# 使用 GRPO、RLVR 算法微调模型

本教程将演示如何使用 **Group Relative Policy Optimization (GRPO)** 算法微调大型语言模型（以 **Llama-3.1-8B-Instruct** 模型为例）。通过本教程，你将学习如何在 **Align Anything** 框架下，为你的任务自定义奖励函数（reward function），并结合 **Reinforcement Learning with Verifiable Rewards (RLVR)** 方法，进一步提升模型在特定任务上的性能。



## 1.1 什么是 GRPO 算法？

**Group Relative Policy Optimization (GRPO)** 是一种强化学习算法，旨在通过分组和相对奖励机制提升模型的推理能力。GRPO 最早在论文 *DeepSeekMath: Pushing the Limits of Mathematical Reasoning in Open Language Models* 中提出，并在 DeepSeek-R1 的后训练阶段中被成功应用。

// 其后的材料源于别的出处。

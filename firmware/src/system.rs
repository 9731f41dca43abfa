// -*- coding: utf-8 -*-
// SPDX-License-Identifier: Apache-2.0 OR MIT

use crate::hw::{F_CPU, interrupt, mcu, reset_system};
use afrsys::reset::ResetCause;

/// WDTCR I/O address.
const WDTCR: u8 = 0x21;

/// Enable the watchdog with a timeout of about one second.
pub fn wdt_init() {
    // SAFETY: The asm code only accesses the WDT registers
    //         which are not accessed from anywhere else in the program.
    unsafe {
        core::arch::asm!(
            "ldi {tmp}, 0x18", // WDCE=1, WDE=1
            "out {WDTCR}, {tmp}",
            "ldi {tmp}, 0x0E", // WDCE=0, WDE=1, WDP2=1, WDP1=1, WDP0=0
            "out {WDTCR}, {tmp}",
            tmp = out(reg_upper) _,
            WDTCR = const WDTCR,
            options(nostack, preserves_flags)
        );
    }
}

#[inline(always)]
pub fn wdt_poke(_wp: &mcu::WDT) {
    avr_device::asm::wdr();
}

/// Reset the CPU through the watchdog with the shortest timeout.
pub fn reset_cpu() -> ! {
    interrupt::disable();
    // SAFETY: The asm code only accesses the WDT registers.
    //         Interrupts are disabled and we never return.
    unsafe {
        core::arch::asm!(
            "ldi {tmp}, 0x18", // WDCE=1, WDE=1
            "out {WDTCR}, {tmp}",
            "ldi {tmp}, 0x08", // WDCE=0, WDE=1, WDP2=0, WDP1=0, WDP0=0
            "out {WDTCR}, {tmp}",
            tmp = out(reg_upper) _,
            WDTCR = const WDTCR,
            options(nostack, preserves_flags)
        );
    }
    reset_system();
}

/// Busy wait for at least `us` microseconds.
///
/// The resolution is one loop iteration of 4 CPU cycles.
pub fn delay_us(us: u16) {
    const CYCLES_PER_LOOP: u32 = 4;
    let loops = us as u32 * (F_CPU / 1_000_000) / CYCLES_PER_LOOP;
    let loops = loops.clamp(1, u16::MAX as u32) as u16;
    // SAFETY: The loop only modifies the counter register pair.
    unsafe {
        core::arch::asm!(
            "1: sbiw {n}, 1",
            "brne 1b",
            n = inout(reg_iw) loops => _,
            options(nomem, nostack)
        );
    }
}

/// Read and clear the reset flags.
pub fn reset_cause(cpu: &mcu::CPU) -> ResetCause {
    let mcucsr = cpu.mcucsr().read().bits();
    // SAFETY: Only the reset flags are written.
    cpu.mcucsr()
        .write(|w| unsafe { w.bits(mcucsr & !ResetCause::MASK) });
    ResetCause::from_mcucsr(mcucsr)
}

// vim: ts=4 sw=4 expandtab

GRPO 的目标是通过相对比较策略（而非绝对奖励）来优化模型的行为。具体而言，GRPO 会将多个模型输出分组，并根据它们的相对表现计算奖励值。这种方法能够缓解传统强化学习中绝对奖励难以定义或不够精确的问题，尤其适用于复杂推理任务。


## 1.2 什么是 RLVR？

**Reinforcement Learning with Verifiable Rewards (RLVR)** 是一种新颖的语言模型训练方法，专为具有可验证结果的任务（如数学问题求解和指令跟随）设计。RLVR 使用现有的强化学习奖励机制（如 RLHF），但用一种验证函数替代传统的奖励模型。

与传统方法不同，RLVR 通过答案匹配或约束验证（例如答案是否正确）作为二元信号训练模型。当应用于数学领域或其他可验证任务时，RLVR 不仅能够提升特定基准（如 GSM8K）的性能，还能在其他任务中保持稳定表现。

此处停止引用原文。